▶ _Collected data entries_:

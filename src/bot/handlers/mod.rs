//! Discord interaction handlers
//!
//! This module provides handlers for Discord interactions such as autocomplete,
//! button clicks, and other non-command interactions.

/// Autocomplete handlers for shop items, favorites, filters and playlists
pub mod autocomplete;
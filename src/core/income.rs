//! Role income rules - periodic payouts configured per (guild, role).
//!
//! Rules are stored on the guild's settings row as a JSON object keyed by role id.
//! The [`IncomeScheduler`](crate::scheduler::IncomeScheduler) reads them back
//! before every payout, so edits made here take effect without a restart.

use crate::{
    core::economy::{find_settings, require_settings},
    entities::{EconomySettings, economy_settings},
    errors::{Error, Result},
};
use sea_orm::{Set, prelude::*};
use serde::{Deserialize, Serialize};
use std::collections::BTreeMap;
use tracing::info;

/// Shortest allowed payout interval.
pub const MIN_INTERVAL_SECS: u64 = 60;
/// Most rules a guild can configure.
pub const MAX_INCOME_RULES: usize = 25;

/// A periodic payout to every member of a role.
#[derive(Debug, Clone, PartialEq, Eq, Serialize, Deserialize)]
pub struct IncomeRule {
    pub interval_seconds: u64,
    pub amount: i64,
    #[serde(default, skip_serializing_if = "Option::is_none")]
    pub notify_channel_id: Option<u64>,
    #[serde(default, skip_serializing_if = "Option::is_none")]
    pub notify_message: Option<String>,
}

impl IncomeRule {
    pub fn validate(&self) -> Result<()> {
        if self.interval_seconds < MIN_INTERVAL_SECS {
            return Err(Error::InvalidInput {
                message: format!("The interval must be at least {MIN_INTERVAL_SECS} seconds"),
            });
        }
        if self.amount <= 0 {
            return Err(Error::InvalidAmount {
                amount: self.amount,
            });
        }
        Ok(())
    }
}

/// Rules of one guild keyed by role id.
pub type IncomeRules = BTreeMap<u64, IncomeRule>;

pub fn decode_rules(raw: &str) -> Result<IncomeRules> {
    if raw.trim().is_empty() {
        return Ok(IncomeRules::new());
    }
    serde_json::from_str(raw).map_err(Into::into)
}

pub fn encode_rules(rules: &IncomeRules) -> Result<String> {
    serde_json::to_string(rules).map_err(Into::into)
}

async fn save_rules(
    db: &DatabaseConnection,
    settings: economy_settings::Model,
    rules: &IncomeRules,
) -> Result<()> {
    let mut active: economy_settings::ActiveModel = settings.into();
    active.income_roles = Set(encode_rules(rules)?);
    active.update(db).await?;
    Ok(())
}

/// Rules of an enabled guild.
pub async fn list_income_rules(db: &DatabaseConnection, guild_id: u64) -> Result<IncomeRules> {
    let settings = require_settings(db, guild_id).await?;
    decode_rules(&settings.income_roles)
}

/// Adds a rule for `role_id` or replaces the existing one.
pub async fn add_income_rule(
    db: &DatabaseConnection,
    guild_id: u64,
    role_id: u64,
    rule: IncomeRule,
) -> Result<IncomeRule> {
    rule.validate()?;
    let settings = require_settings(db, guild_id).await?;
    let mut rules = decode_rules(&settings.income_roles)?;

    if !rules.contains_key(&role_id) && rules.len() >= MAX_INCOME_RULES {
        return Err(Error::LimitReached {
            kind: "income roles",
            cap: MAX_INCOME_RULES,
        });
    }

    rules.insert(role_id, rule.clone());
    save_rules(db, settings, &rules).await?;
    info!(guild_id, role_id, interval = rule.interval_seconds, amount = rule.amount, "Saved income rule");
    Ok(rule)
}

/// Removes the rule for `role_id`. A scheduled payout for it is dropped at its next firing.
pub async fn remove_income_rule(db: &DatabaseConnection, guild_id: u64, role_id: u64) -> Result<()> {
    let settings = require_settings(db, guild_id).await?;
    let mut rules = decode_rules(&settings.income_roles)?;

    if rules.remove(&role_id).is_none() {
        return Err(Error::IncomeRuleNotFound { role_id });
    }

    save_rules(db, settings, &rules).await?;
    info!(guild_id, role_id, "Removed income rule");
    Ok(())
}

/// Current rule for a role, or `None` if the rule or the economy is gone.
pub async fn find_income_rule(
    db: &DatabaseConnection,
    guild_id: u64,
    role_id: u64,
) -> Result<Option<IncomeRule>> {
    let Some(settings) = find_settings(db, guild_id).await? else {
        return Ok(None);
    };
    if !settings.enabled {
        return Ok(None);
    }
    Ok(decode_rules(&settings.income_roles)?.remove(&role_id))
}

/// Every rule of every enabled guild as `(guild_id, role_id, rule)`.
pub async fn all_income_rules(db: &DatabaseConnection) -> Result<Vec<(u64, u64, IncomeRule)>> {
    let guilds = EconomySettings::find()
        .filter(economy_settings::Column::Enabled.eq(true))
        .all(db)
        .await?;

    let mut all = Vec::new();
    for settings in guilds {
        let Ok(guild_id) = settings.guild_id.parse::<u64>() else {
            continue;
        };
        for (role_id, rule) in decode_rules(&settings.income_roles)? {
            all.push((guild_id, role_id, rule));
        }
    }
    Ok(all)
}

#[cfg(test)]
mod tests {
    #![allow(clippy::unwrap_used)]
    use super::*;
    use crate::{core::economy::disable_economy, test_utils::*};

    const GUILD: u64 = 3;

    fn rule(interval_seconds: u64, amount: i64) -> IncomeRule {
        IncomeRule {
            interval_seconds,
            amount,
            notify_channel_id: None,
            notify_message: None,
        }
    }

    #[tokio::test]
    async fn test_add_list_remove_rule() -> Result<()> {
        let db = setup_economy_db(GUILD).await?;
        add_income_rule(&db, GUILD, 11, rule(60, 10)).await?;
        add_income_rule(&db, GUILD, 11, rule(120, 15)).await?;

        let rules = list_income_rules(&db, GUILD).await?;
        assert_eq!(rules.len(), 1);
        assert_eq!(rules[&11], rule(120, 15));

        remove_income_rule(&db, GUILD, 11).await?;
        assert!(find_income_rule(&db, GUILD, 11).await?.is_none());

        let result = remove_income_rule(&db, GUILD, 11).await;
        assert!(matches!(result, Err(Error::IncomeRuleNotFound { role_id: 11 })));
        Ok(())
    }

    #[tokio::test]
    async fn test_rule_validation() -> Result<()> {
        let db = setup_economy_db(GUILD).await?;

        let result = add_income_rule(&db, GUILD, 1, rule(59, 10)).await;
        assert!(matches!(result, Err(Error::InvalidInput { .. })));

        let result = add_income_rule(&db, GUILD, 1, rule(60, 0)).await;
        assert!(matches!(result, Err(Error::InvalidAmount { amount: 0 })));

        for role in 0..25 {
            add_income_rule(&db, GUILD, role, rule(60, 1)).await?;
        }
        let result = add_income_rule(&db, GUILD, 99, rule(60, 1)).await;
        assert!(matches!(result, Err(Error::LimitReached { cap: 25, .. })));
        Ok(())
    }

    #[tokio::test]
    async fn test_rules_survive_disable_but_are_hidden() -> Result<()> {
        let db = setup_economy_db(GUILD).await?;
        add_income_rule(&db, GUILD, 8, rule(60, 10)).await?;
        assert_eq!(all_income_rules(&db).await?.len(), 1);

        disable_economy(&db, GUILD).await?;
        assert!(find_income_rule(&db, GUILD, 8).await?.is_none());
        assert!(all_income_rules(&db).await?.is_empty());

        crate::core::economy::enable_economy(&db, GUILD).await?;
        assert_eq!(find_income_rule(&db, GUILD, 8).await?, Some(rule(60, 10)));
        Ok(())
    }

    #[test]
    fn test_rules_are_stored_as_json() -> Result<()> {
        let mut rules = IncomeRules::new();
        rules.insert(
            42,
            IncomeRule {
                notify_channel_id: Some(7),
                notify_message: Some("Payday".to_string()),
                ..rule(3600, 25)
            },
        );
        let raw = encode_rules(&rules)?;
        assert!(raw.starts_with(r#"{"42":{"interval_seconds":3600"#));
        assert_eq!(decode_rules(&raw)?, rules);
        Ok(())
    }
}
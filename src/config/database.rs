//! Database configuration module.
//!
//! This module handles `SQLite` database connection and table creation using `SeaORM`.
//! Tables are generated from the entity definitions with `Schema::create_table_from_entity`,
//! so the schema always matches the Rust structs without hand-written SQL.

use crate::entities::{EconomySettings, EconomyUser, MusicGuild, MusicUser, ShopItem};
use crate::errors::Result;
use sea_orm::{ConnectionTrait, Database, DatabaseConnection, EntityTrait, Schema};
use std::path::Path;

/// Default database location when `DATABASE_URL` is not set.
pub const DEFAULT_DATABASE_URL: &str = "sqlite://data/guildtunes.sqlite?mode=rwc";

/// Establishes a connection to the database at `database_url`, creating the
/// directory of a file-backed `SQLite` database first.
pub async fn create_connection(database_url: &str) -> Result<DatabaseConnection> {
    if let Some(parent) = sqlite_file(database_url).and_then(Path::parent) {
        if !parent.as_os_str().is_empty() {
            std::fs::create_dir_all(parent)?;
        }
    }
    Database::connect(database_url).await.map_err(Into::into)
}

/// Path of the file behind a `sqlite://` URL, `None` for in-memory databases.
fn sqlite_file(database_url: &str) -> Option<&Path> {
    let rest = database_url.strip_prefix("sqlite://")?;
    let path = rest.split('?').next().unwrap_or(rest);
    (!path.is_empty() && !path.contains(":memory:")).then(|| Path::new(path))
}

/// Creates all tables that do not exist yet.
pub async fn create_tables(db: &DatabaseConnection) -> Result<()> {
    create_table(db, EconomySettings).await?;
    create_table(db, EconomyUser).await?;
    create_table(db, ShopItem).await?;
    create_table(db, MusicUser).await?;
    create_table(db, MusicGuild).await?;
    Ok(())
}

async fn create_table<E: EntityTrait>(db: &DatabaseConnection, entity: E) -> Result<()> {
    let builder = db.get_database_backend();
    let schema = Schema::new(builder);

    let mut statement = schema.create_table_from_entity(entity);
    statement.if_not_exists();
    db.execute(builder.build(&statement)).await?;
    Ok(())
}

▶ _Exercise brief_:
The word is "memory". Copy every line above where it appears.

▶ _Reply to the exercise_:
/// Path of the file behind a `sqlite://` URL, `None` for in-memory databases.
    (!path.is_empty() && !path.contains(":memory:")).then(|| Path::new(path))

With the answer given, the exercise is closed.